[YOUR OBJECTIVE] Reproduce, from the lines below, exactly the stretch that begins at the line containing "back to defaults" and ends at the line containing "self.command.validate()?;", both included.
━━ RECORD EXTRACTS ━━
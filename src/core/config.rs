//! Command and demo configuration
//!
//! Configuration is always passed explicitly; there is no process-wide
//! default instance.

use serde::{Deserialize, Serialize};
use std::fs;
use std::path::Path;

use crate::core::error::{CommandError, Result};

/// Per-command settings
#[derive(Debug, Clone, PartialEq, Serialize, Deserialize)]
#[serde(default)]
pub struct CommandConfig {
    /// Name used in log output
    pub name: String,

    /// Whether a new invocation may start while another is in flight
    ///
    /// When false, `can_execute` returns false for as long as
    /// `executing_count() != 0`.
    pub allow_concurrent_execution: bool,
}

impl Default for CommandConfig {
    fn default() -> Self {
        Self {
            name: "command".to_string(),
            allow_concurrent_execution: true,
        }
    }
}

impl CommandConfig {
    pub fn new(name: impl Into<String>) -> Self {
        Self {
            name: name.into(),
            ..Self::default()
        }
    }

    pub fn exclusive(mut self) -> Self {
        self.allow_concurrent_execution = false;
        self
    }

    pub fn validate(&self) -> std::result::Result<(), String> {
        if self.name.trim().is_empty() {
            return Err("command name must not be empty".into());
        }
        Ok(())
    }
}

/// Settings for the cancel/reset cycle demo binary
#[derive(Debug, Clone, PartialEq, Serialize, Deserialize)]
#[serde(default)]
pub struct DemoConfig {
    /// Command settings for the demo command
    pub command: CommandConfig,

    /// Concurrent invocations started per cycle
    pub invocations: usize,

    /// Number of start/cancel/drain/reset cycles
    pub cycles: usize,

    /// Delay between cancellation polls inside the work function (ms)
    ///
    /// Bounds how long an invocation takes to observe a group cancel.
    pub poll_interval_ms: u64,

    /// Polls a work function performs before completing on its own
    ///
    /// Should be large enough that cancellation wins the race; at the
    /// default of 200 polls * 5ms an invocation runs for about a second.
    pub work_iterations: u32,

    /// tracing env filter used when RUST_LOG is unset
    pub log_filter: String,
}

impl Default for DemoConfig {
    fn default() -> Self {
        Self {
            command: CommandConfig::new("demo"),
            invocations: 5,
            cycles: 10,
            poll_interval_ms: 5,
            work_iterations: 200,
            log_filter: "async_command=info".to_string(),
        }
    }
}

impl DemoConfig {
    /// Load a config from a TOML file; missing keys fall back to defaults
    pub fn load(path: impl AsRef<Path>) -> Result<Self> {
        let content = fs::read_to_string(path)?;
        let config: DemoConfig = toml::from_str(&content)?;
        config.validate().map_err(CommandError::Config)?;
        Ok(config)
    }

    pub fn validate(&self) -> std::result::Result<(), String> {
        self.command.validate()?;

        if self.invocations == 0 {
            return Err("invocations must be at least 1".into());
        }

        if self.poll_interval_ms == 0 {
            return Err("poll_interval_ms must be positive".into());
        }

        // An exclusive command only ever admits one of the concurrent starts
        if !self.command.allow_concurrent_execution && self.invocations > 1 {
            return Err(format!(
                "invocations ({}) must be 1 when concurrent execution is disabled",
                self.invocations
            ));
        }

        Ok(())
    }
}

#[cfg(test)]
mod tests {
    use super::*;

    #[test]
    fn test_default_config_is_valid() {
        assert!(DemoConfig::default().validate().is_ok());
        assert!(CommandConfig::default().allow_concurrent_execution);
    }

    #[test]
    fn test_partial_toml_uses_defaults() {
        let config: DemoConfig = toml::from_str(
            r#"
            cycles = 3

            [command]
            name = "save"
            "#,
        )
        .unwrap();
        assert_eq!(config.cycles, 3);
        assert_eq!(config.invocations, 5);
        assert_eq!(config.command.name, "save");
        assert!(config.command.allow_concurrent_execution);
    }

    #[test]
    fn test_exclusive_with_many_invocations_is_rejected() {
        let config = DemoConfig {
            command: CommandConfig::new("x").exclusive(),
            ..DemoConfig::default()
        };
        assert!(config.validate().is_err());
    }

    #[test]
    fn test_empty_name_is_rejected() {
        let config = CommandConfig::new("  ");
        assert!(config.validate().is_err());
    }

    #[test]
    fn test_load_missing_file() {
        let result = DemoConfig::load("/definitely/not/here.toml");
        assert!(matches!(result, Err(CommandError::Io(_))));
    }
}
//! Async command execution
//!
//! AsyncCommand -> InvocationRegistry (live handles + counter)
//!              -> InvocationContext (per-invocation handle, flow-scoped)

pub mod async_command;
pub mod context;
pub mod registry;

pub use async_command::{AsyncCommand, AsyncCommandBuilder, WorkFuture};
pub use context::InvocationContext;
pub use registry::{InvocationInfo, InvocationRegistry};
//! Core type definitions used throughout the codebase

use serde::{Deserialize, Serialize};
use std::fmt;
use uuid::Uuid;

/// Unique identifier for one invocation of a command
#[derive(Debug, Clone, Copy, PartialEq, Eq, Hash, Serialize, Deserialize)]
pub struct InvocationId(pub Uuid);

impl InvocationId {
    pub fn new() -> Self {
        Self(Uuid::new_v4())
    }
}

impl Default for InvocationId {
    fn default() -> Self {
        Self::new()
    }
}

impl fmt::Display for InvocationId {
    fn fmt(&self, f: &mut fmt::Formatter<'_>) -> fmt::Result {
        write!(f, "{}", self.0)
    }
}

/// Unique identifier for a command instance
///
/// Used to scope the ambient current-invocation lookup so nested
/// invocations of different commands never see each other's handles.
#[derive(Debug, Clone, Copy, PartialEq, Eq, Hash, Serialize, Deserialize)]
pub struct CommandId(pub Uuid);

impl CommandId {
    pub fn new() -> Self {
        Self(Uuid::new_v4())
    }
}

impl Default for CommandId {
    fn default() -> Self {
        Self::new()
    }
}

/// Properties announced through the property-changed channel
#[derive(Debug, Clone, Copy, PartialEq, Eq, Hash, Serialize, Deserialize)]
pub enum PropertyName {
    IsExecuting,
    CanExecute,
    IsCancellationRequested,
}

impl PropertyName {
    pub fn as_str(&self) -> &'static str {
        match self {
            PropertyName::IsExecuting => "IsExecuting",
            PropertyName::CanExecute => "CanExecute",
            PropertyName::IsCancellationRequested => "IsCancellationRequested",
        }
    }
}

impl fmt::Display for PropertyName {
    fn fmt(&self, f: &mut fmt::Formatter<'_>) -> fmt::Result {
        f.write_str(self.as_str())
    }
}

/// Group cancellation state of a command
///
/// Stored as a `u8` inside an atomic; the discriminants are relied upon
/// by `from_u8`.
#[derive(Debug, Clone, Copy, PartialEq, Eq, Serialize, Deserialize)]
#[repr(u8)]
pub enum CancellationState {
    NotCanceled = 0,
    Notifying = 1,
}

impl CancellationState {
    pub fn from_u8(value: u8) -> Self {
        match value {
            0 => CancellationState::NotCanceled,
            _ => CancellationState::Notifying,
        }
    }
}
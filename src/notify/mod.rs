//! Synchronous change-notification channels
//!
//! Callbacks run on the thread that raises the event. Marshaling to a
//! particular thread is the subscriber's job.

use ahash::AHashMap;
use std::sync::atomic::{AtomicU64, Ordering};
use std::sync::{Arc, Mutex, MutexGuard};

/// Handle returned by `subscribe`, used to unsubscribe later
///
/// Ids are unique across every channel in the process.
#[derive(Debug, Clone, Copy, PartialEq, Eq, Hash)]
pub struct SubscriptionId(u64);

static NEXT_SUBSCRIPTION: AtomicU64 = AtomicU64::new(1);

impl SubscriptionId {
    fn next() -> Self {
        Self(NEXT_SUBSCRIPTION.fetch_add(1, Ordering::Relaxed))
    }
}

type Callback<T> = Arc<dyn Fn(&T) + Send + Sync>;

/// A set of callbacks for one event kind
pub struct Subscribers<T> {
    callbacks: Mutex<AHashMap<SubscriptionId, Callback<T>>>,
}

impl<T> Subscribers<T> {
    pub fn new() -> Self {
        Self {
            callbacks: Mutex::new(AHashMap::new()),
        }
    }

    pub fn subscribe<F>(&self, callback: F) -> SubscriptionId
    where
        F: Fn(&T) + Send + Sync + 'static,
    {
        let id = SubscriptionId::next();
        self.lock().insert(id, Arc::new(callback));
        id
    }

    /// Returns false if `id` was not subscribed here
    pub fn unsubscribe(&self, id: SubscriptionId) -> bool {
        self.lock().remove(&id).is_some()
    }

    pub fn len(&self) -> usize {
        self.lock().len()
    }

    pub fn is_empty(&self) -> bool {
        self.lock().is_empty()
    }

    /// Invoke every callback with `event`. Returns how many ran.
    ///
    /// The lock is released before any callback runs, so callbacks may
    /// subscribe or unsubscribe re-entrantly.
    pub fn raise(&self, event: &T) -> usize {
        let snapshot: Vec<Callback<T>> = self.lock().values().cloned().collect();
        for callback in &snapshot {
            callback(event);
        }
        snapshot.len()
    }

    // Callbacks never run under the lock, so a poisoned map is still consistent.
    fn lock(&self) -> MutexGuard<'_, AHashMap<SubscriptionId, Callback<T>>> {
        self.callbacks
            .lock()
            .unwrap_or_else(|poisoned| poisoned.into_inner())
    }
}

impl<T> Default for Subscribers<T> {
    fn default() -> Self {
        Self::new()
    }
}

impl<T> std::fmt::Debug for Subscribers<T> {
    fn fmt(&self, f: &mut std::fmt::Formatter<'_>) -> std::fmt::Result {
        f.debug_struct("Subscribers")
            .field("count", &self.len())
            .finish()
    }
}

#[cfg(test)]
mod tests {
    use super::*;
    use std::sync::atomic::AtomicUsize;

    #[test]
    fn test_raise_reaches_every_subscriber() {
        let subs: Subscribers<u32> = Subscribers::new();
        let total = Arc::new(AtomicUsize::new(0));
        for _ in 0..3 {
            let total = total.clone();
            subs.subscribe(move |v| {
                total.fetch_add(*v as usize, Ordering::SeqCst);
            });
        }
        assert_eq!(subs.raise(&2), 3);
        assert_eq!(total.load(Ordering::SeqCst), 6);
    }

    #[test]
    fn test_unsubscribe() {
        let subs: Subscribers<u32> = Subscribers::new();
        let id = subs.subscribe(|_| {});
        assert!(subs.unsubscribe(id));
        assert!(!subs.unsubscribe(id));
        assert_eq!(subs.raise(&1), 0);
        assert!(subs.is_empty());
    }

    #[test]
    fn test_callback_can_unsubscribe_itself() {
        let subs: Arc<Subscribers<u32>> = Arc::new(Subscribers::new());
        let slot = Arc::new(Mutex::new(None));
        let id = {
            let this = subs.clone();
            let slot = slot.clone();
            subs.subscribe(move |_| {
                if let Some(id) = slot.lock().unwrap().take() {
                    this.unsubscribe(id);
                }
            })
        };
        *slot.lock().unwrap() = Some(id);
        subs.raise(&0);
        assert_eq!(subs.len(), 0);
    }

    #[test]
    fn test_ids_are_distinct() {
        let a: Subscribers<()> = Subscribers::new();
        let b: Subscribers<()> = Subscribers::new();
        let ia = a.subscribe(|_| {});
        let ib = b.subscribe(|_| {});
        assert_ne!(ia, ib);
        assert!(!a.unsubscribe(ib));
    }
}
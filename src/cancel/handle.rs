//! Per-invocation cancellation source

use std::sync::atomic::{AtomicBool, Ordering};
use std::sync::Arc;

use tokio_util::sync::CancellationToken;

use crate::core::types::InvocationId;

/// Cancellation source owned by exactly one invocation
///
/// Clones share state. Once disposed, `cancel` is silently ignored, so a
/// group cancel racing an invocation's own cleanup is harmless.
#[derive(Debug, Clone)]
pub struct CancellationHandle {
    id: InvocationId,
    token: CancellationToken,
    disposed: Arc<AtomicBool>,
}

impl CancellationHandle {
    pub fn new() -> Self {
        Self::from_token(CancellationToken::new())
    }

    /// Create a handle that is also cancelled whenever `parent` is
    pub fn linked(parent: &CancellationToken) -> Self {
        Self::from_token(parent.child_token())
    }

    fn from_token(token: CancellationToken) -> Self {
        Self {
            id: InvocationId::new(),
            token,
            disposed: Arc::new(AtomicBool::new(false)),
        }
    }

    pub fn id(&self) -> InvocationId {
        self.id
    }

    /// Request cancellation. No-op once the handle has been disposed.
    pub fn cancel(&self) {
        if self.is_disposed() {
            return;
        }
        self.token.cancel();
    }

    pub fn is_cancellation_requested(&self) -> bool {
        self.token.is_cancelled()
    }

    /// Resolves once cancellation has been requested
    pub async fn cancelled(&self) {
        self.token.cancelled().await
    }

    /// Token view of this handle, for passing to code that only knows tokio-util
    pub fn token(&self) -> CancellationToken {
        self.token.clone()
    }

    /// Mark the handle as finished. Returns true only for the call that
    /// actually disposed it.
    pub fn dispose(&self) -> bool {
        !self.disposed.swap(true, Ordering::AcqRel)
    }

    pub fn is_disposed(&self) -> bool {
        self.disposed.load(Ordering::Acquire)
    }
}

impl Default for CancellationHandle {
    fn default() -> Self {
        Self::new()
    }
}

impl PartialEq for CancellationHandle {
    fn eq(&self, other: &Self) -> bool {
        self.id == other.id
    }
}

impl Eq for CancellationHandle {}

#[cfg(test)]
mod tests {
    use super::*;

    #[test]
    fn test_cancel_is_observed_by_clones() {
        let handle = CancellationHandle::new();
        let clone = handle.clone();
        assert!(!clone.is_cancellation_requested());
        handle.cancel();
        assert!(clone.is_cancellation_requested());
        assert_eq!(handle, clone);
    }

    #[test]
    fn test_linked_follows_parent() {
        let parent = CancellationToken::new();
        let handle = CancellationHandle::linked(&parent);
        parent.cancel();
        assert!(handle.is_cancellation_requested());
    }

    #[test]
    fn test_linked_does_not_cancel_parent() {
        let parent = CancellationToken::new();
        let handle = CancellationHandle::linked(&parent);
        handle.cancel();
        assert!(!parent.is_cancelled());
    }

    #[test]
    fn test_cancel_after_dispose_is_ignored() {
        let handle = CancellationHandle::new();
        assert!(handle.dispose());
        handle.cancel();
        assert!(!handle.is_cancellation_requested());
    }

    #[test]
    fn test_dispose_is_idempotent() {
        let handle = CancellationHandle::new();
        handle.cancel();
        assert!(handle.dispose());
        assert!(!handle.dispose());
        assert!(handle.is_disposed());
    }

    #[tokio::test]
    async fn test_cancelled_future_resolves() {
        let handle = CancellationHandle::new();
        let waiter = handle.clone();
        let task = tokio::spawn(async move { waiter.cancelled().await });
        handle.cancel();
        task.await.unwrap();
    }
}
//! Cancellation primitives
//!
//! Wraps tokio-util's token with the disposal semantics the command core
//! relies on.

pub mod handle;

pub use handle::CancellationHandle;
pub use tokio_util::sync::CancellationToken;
━━━
[ANSWER TO THE EXERCISE]
    /// Load a config from a TOML file; missing keys fall back to defaults
    pub fn load(path: impl AsRef<Path>) -> Result<Self> {
        let content = fs::read_to_string(path)?;
        let config: DemoConfig = toml::from_str(&content)?;
        config.validate().map_err(CommandError::Config)?;
        Ok(config)
    }

    pub fn validate(&self) -> std::result::Result<(), String> {
        self.command.validate()?;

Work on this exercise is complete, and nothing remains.